→ DIRECTIONS:
Set down word for word each line from the start of the listing through the line that contains "use crate::geometry;", both included.

*** Opening AVAILABLE DATA ***

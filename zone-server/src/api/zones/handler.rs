//! Zone API Handlers

use axum::{
    Json,
    extract::{Path, Query, State},
};
use serde::{Deserialize, Serialize};
use shared::models::{
    BoundingBox, BulkDeleteFilter, BulkDeleteResult, ImportReport, LevelType, TemplateReplication,
    Zone, ZoneCreate, ZoneImport, ZoneUpdate, ZoneWrite,
};
use tracing::instrument;

use crate::core::ServerState;
use crate::geometry;
use crate::navigation::LevelContext;
use crate::utils::{ApiResult, ok};

#[derive(Debug, Default, Deserialize)]
pub struct ZoneListQuery {
    pub level: Option<LevelType>,
    pub building_id: Option<i64>,
    pub floor_number: Option<i32>,
    #[serde(default)]
    pub include_inactive: bool,
}

#[derive(Debug, Serialize)]
pub struct ZoneOutline {
    pub zone_id: i64,
    pub path: String,
    pub bounding_box: BoundingBox,
}

/// GET /api/projects/{project_id}/zones - 某一层级上下文的区域
#[instrument(skip(state))]
pub async fn list(
    State(state): State<ServerState>,
    Path(project_id): Path<i64>,
    Query(query): Query<ZoneListQuery>,
) -> ApiResult<Vec<Zone>> {
    let context = LevelContext::new(
        query.level.unwrap_or(LevelType::Overview),
        query.building_id,
        query.floor_number,
    )?;
    let zones = state
        .zones
        .list_for_context(project_id, &context, !query.include_inactive)
        .await?;
    Ok(ok(zones))
}

/// GET /api/projects/{project_id}/zones/{zone_id}
#[instrument(skip(state))]
pub async fn get_by_id(
    State(state): State<ServerState>,
    Path((project_id, zone_id)): Path<(i64, i64)>,
) -> ApiResult<Zone> {
    let zone = state.zones.find_by_id(project_id, zone_id).await?;
    Ok(ok(zone))
}

/// POST /api/projects/{project_id}/zones - 创建区域，返回重叠提示
#[instrument(skip(state, payload))]
pub async fn create(
    State(state): State<ServerState>,
    Path(project_id): Path<i64>,
    Json(payload): Json<ZoneCreate>,
) -> ApiResult<ZoneWrite> {
    let write = state.zones.create(project_id, payload).await?;
    Ok(ok(write))
}

/// PUT /api/projects/{project_id}/zones/{zone_id} - 部分更新
#[instrument(skip(state, payload))]
pub async fn update(
    State(state): State<ServerState>,
    Path((project_id, zone_id)): Path<(i64, i64)>,
    Json(payload): Json<ZoneUpdate>,
) -> ApiResult<ZoneWrite> {
    let write = state.zones.update(project_id, zone_id, payload).await?;
    Ok(ok(write))
}

/// DELETE /api/projects/{project_id}/zones/{zone_id}
#[instrument(skip(state))]
pub async fn delete(
    State(state): State<ServerState>,
    Path((project_id, zone_id)): Path<(i64, i64)>,
) -> ApiResult<bool> {
    state.zones.delete(project_id, zone_id).await?;
    Ok(ok(true))
}

/// GET /api/projects/{project_id}/zones/{zone_id}/outline
#[instrument(skip(state))]
pub async fn outline(
    State(state): State<ServerState>,
    Path((project_id, zone_id)): Path<(i64, i64)>,
) -> ApiResult<ZoneOutline> {
    let zone = state.zones.find_by_id(project_id, zone_id).await?;
    Ok(ok(ZoneOutline {
        zone_id: zone.id,
        path: geometry::outline_path(&zone.polygon),
        bounding_box: zone.bounding_box,
    }))
}

/// POST /api/projects/{project_id}/zones/bulk-delete
#[instrument(skip(state))]
pub async fn bulk_delete(
    State(state): State<ServerState>,
    Path(project_id): Path<i64>,
    Json(filter): Json<BulkDeleteFilter>,
) -> ApiResult<BulkDeleteResult> {
    let deleted = state.zones.bulk_delete(project_id, filter).await?;
    Ok(ok(BulkDeleteResult { deleted }))
}

/// POST /api/projects/{project_id}/zones/bulk-template - 全部成功或全部回滚
#[instrument(skip(state, payload))]
pub async fn bulk_template(
    State(state): State<ServerState>,
    Path(project_id): Path<i64>,
    Json(payload): Json<TemplateReplication>,
) -> ApiResult<Vec<Zone>> {
    let zones = state
        .zones
        .bulk_create_from_template(project_id, payload)
        .await?;
    Ok(ok(zones))
}

/// POST /api/projects/{project_id}/zones/import - 逐项导入，失败项汇总返回
#[instrument(skip(state, payload))]
pub async fn import(
    State(state): State<ServerState>,
    Path(project_id): Path<i64>,
    Json(payload): Json<ZoneImport>,
) -> ApiResult<ImportReport> {
    let report = state.zones.import_batch(project_id, payload).await?;
    Ok(ok(report))
}
//! Zone Server - 房产项目三级导航服务
//!
//! 运营人员在项目总览图、楼栋立面图、楼层平面图上绘制可点击的多边形区域，
//! 并绑定到楼栋、楼层或房源；访客逐级下钻浏览实时的销售状态。
//!
//! # 模块结构
//!
//! ```text
//! zone-server/src/
//! ├── core/          # 配置、状态、HTTP 服务器
//! ├── api/           # HTTP 路由和处理器
//! ├── geometry/      # 多边形归一化、包围盒、轮廓路径
//! ├── db/            # SQLite 连接池与仓储
//! ├── images/        # 层级底图与对象存储
//! ├── navigation/    # 三级导航解析与缓存
//! ├── catalogue/     # 可售房源列表 (版本轮换缓存)
//! ├── detection/     # 外部区域识别进程
//! └── utils/         # 日志、校验、响应封装
//! ```

pub mod api;
pub mod catalogue;
pub mod core;
pub mod db;
pub mod detection;
pub mod error;
pub mod geometry;
pub mod images;
pub mod navigation;
pub mod utils;

#[cfg(test)]
mod test_support;

// Re-export 公共类型
pub use crate::core::server::build_app;
pub use crate::core::{Config, Server, ServerState};
pub use error::{ServiceError, ServiceResult};
pub use utils::{ApiResponse, AppError, AppResult, ErrorCode};

// Re-export logger functions
pub use utils::logger::{cleanup_old_logs, init_logger};

pub fn print_banner() {
    println!(
        r#"
 _____
|__  /___  _ __   ___
  / // _ \| '_ \ / _ \
 / /| (_) | | | |  __/
/____\___/|_| |_|\___|
    "#
    );
}
//! Apartment Model

use serde::{Deserialize, Serialize};

/// Sales status of an apartment
///
/// Stored as free text. Anything other than the three known values is kept
/// as [`ApartmentStatus::Other`] and never counted as one of them.
#[derive(Debug, Clone, PartialEq, Eq, Hash, Serialize, Deserialize)]
#[serde(from = "String", into = "String")]
pub enum ApartmentStatus {
    Available,
    Reserved,
    Sold,
    Other(String),
}

impl ApartmentStatus {
    pub fn as_str(&self) -> &str {
        match self {
            ApartmentStatus::Available => "available",
            ApartmentStatus::Reserved => "reserved",
            ApartmentStatus::Sold => "sold",
            ApartmentStatus::Other(s) => s,
        }
    }
}

impl From<String> for ApartmentStatus {
    fn from(s: String) -> Self {
        match s.as_str() {
            "available" => ApartmentStatus::Available,
            "reserved" => ApartmentStatus::Reserved,
            "sold" => ApartmentStatus::Sold,
            _ => ApartmentStatus::Other(s),
        }
    }
}

impl From<ApartmentStatus> for String {
    fn from(status: ApartmentStatus) -> Self {
        match status {
            ApartmentStatus::Other(s) => s,
            known => known.as_str().to_string(),
        }
    }
}

impl std::fmt::Display for ApartmentStatus {
    fn fmt(&self, f: &mut std::fmt::Formatter<'_>) -> std::fmt::Result {
        write!(f, "{}", self.as_str())
    }
}

/// Apartment entity
#[derive(Debug, Clone, Serialize, Deserialize)]
#[cfg_attr(feature = "db", derive(sqlx::FromRow))]
pub struct Apartment {
    pub id: i64,
    pub project_id: i64,
    pub building_id: i64,
    pub floor_number: i32,
    pub apartment_number: String,
    #[cfg_attr(feature = "db", sqlx(try_from = "String"))]
    pub status: ApartmentStatus,
    pub price: Option<f64>,
    pub area_total: Option<f64>,
    pub area_living: Option<f64>,
    pub bedrooms: Option<i32>,
    pub bathrooms: Option<i32>,
    pub has_balcony: bool,
    pub is_active: bool,
    pub sort_order: i32,
    pub created_at: i64,
    pub updated_at: i64,
}

/// Create apartment payload; project and building come from the path
#[derive(Debug, Clone, Serialize, Deserialize)]
pub struct ApartmentCreate {
    pub floor_number: i32,
    pub apartment_number: String,
    pub status: Option<ApartmentStatus>,
    pub price: Option<f64>,
    pub area_total: Option<f64>,
    pub area_living: Option<f64>,
    pub bedrooms: Option<i32>,
    pub bathrooms: Option<i32>,
    pub has_balcony: Option<bool>,
    pub is_active: Option<bool>,
    pub sort_order: Option<i32>,
}

/// Update apartment payload
#[derive(Debug, Clone, Default, Serialize, Deserialize)]
pub struct ApartmentUpdate {
    pub status: Option<ApartmentStatus>,
    pub price: Option<f64>,
    pub area_total: Option<f64>,
    pub area_living: Option<f64>,
    pub bedrooms: Option<i32>,
    pub bathrooms: Option<i32>,
    pub has_balcony: Option<bool>,
    pub is_active: Option<bool>,
    pub sort_order: Option<i32>,
}

/// Quick status change payload
#[derive(Debug, Clone, Serialize, Deserialize)]
pub struct ApartmentStatusUpdate {
    pub status: ApartmentStatus,
}

/// Availability counts over active apartments
#[derive(Debug, Clone, Copy, Default, PartialEq, Eq, Serialize, Deserialize)]
pub struct StatusCounts {
    pub available: i64,
    pub reserved: i64,
    pub sold: i64,
    /// Active apartments whose status is none of the above
    pub other: i64,
    pub total: i64,
}

impl StatusCounts {
    /// Add `count` apartments of the given status
    pub fn record(&mut self, status: &ApartmentStatus, count: i64) {
        match status {
            ApartmentStatus::Available => self.available += count,
            ApartmentStatus::Reserved => self.reserved += count,
            ApartmentStatus::Sold => self.sold += count,
            ApartmentStatus::Other(_) => self.other += count,
        }
        self.total += count;
    }
}

#[cfg(test)]
mod tests {
    use super::*;

    #[test]
    fn test_status_roundtrip() {
        let status: ApartmentStatus = serde_json::from_str("\"reserved\"").unwrap();
        assert_eq!(status, ApartmentStatus::Reserved);

        let status: ApartmentStatus = serde_json::from_str("\"on_hold\"").unwrap();
        assert_eq!(status, ApartmentStatus::Other("on_hold".into()));
        assert_eq!(serde_json::to_string(&status).unwrap(), "\"on_hold\"");
    }

    #[test]
    fn test_unknown_status_not_folded() {
        let mut counts = StatusCounts::default();
        counts.record(&ApartmentStatus::Available, 2);
        counts.record(&ApartmentStatus::Other("Available ".into()), 1);
        counts.record(&ApartmentStatus::Sold, 3);

        assert_eq!(counts.available, 2);
        assert_eq!(counts.sold, 3);
        assert_eq!(counts.other, 1);
        assert_eq!(counts.total, 6);
    }
}
use std::sync::Arc;

use dashmap::DashMap;
use shared::error::{AppError, ErrorCode};

use crate::catalogue::{CATALOGUE_DOMAIN, CatalogueCache, CatalogueService};
use crate::core::Config;
use crate::db::DbService;
use crate::db::repository::{ApartmentRepository, ZoneRepository};
use crate::detection::DetectionGateway;
use crate::images::{ImageStore, LocalImageStore, ZoneImageManager};
use crate::navigation::{NavigationCache, NavigationResolver};

/// 资源版本管理器
///
/// 每个缓存域一个单调递增的版本号，版本号嵌入缓存键，
/// 递增即令该域的旧缓存全部失效。
#[derive(Debug)]
pub struct ResourceVersions {
    versions: DashMap<String, u64>,
}

impl ResourceVersions {
    /// 创建空的版本管理器
    pub fn new() -> Self {
        Self {
            versions: DashMap::new(),
        }
    }

    /// 递增指定资源的版本号并返回新值
    ///
    /// 如果资源不存在，从 0 开始递增（返回 1）
    pub fn increment(&self, resource: &str) -> u64 {
        let mut entry = self.versions.entry(resource.to_string()).or_insert(0);
        *entry += 1;
        *entry
    }

    /// 获取指定资源的当前版本号
    ///
    /// 如果资源不存在，返回 0
    pub fn get(&self, resource: &str) -> u64 {
        self.versions.get(resource).map(|v| *v).unwrap_or(0)
    }
}

impl Default for ResourceVersions {
    fn default() -> Self {
        Self::new()
    }
}

/// 服务器状态 - 持有所有服务的单例引用
///
/// 所有字段都是浅拷贝 (Arc / 连接池句柄)，可以直接作为 axum state。
///
/// | 字段 | 类型 | 说明 |
/// |------|------|------|
/// | config | Config | 配置项 (不可变) |
/// | db | DbService | SQLite 连接池 |
/// | resource_versions | Arc<ResourceVersions> | 缓存版本管理 |
/// | image_store | Arc<dyn ImageStore> | 图片对象存储 |
/// | navigation | NavigationCache | 导航视图缓存 |
/// | catalogue | CatalogueService | 房源列表 (版本轮换缓存) |
/// | zones | ZoneRepository | 区域写入 |
/// | apartments | ApartmentRepository | 房源写入 |
/// | images | ZoneImageManager | 层级底图管理 |
/// | detection | DetectionGateway | 区域识别进程 |
#[derive(Clone)]
pub struct ServerState {
    pub config: Config,
    pub db: DbService,
    pub resource_versions: Arc<ResourceVersions>,
    pub image_store: Arc<dyn ImageStore>,
    pub navigation: NavigationCache,
    pub catalogue: CatalogueService,
    pub zones: ZoneRepository,
    pub apartments: ApartmentRepository,
    pub images: ZoneImageManager,
    pub detection: DetectionGateway,
}

impl ServerState {
    /// 用已打开的数据库组装所有服务
    pub fn new(config: Config, db: DbService) -> Self {
        let pool = db.pool.clone();
        let resource_versions = Arc::new(ResourceVersions::new());
        let image_store: Arc<dyn ImageStore> = Arc::new(LocalImageStore::new(
            config.uploads_dir(),
            config.public_base_url.clone(),
        ));

        let resolver =
            NavigationResolver::new(pool.clone(), image_store.clone(), config.prefetch_floor_count);
        let navigation = NavigationCache::new(resolver);
        let catalogue_cache = Arc::new(CatalogueCache::new(
            CATALOGUE_DOMAIN,
            resource_versions.clone(),
        ));

        Self {
            catalogue: CatalogueService::new(pool.clone(), catalogue_cache.clone()),
            zones: ZoneRepository::new(pool.clone(), navigation.clone()),
            apartments: ApartmentRepository::new(pool.clone(), navigation.clone(), catalogue_cache),
            images: ZoneImageManager::new(
                pool,
                image_store.clone(),
                navigation.clone(),
                config.max_upload_bytes,
            ),
            detection: DetectionGateway::from_config(&config),
            navigation,
            image_store,
            resource_versions,
            db,
            config,
        }
    }

    /// 初始化服务器状态
    ///
    /// 1. 工作目录结构 (work_dir/uploads, work_dir/logs)
    /// 2. 数据库 (DATABASE_URL) 与迁移
    /// 3. 各服务
    pub async fn initialize(config: &Config) -> Result<Self, AppError> {
        config.ensure_work_dir_structure().map_err(|e| {
            AppError::with_message(
                ErrorCode::ConfigError,
                format!("Failed to create work directory structure: {e}"),
            )
        })?;

        let db = DbService::new(&config.database_url).await?;
        Ok(Self::new(config.clone(), db))
    }

    pub fn pool(&self) -> &sqlx::SqlitePool {
        &self.db.pool
    }
}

*** Closing AVAILABLE DATA ***

→ TASK SOLUTION:
filename zone-server/src/api/zones/handler.rs
//! Zone API Handlers

use axum::{
    Json,
    extract::{Path, Query, State},
};
use serde::{Deserialize, Serialize};
use shared::models::{
    BoundingBox, BulkDeleteFilter, BulkDeleteResult, ImportReport, LevelType, TemplateReplication,
    Zone, ZoneCreate, ZoneImport, ZoneUpdate, ZoneWrite,
};
use tracing::instrument;

use crate::core::ServerState;
use crate::geometry;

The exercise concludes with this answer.